Pathology Image Data Lake for Analytics Knowledge & Education (PathLAKE)

Research Goal :

Pathology Image Data Lake for Analytics Knowledge & Education (PathLAKE) will deliver high-impact exemplar projects reflecting today’s demand for AI-driven diagnostics to increase efficiency in pathology reporting and improve patient outcomes through advanced diagnostics and selection of patients for personalised medicine. PathLAKE will play a leading role in the development, validation and implementation of AI in cellular pathology. It will be an invaluable resource for researchers and UK industry, enabling a step change in the understanding of disease and the provision of patient healthcare.

Kelvin Usage :

Developing AI models (e.g.

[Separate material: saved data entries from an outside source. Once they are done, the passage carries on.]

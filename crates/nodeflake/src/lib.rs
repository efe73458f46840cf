//! Time-ordered, collision-resistant 64-bit IDs for multi-node systems.
//!
//! Each node is assigned an ID in `0..=1023` out of band. A
//! [`NodeflakeGenerator`] for that node packs the milliseconds since an epoch,
//! the node ID, and a per-millisecond sequence into one `u64`:
//!
//! ```text
//! [1 bit reserved][41 bits timestamp][10 bits node ID][12 bits sequence]
//! ```
//!
//! Generators are thread-safe; one generator never returns the same ID twice
//! and its output only increases. A [`GeneratorRegistry`] lazily creates one
//! generator per node ID and returns the same instance on later requests.
//!
//! ```
//! use nodeflake::GeneratorRegistry;
//!
//! let registry = GeneratorRegistry::new();
//! let generator = registry.get_or_create(3)?;
//! let id = generator.produce()?;
//! assert_eq!(id.node_id(), 3);
//! # Ok::<(), nodeflake::Error>(())
//! ```
//!
//! ## Features
//! - `tracing` (default): emit `tracing` events and spans
//! - `serde`: (de)serialize IDs and [`GeneratorConfig`]
//! - `cache-padded`: pad each generator's lock to a cache line
mod config;
mod error;
mod generator;
mod id;
mod registry;
mod time;

pub use crate::config::*;
pub use crate::error::*;
pub use crate::generator::*;
pub use crate::id::*;
pub use crate::registry::*;
pub use crate::time::*;
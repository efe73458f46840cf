use crate::Result;
use core::time::Duration;

/// Default epoch: Sunday, July 21, 2019 09:10:12 UTC.
///
/// Every ID stores its timestamp relative to this instant. Once IDs have been
/// issued it must never change, or new IDs may collide with old ones.
pub const DEFAULT_EPOCH: Duration = Duration::from_millis(1_563_700_212_000);

/// A trait for time sources that return a wall-clock or monotonic timestamp.
///
/// This abstraction allows you to plug in the system clock, a monotonic timer,
/// or a mocked time source in tests. The unit is **milliseconds** relative to
/// the source's epoch.
///
/// # Example
///
/// ```
/// use nodeflake::TimeSource;
///
/// struct FixedTime;
/// impl TimeSource for FixedTime {
///     fn current_millis(&self) -> u64 {
///         1234
///     }
/// }
///
/// let time = FixedTime;
/// assert_eq!(time.current_millis(), 1234);
/// ```
pub trait TimeSource {
    /// Returns the current time in milliseconds since the configured epoch.
    fn current_millis(&self) -> u64;

    /// Fallible counterpart of [`Self::current_millis`], used by generators.
    ///
    /// Sources that can read earlier than their epoch report it here instead
    /// of returning a timestamp that never advances.
    ///
    /// # Errors
    /// The default implementation never fails.
    fn try_current_millis(&self) -> Result<u64> {
        Ok(self.current_millis())
    }
}

impl<T: TimeSource + ?Sized> TimeSource for std::sync::Arc<T> {
    fn current_millis(&self) -> u64 {
        (**self).current_millis()
    }

    fn try_current_millis(&self) -> Result<u64> {
        (**self).try_current_millis()
    }
}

Machine Learning, Deep Learning) for the PathLAKE project need high performance computing (HPC) with large GPU memories.For this the group used the 60 x AMD compute nodes 128 core (4 x high memory nodes (2TB) and 32 x NVIDIA Tesla v100 GPUs  to develop any AI models for PathLAKE project to deploy the models in cellular pathology. Moreover, training Deep Learning (DL) models needs a long time period (~a week) which was supported by Kelvin2 job scheduler system. Finally, the group made use of the central software repository by accessing and using DL related software (e.g., Pytorch) which allowed the developers to generate DL models efficiently.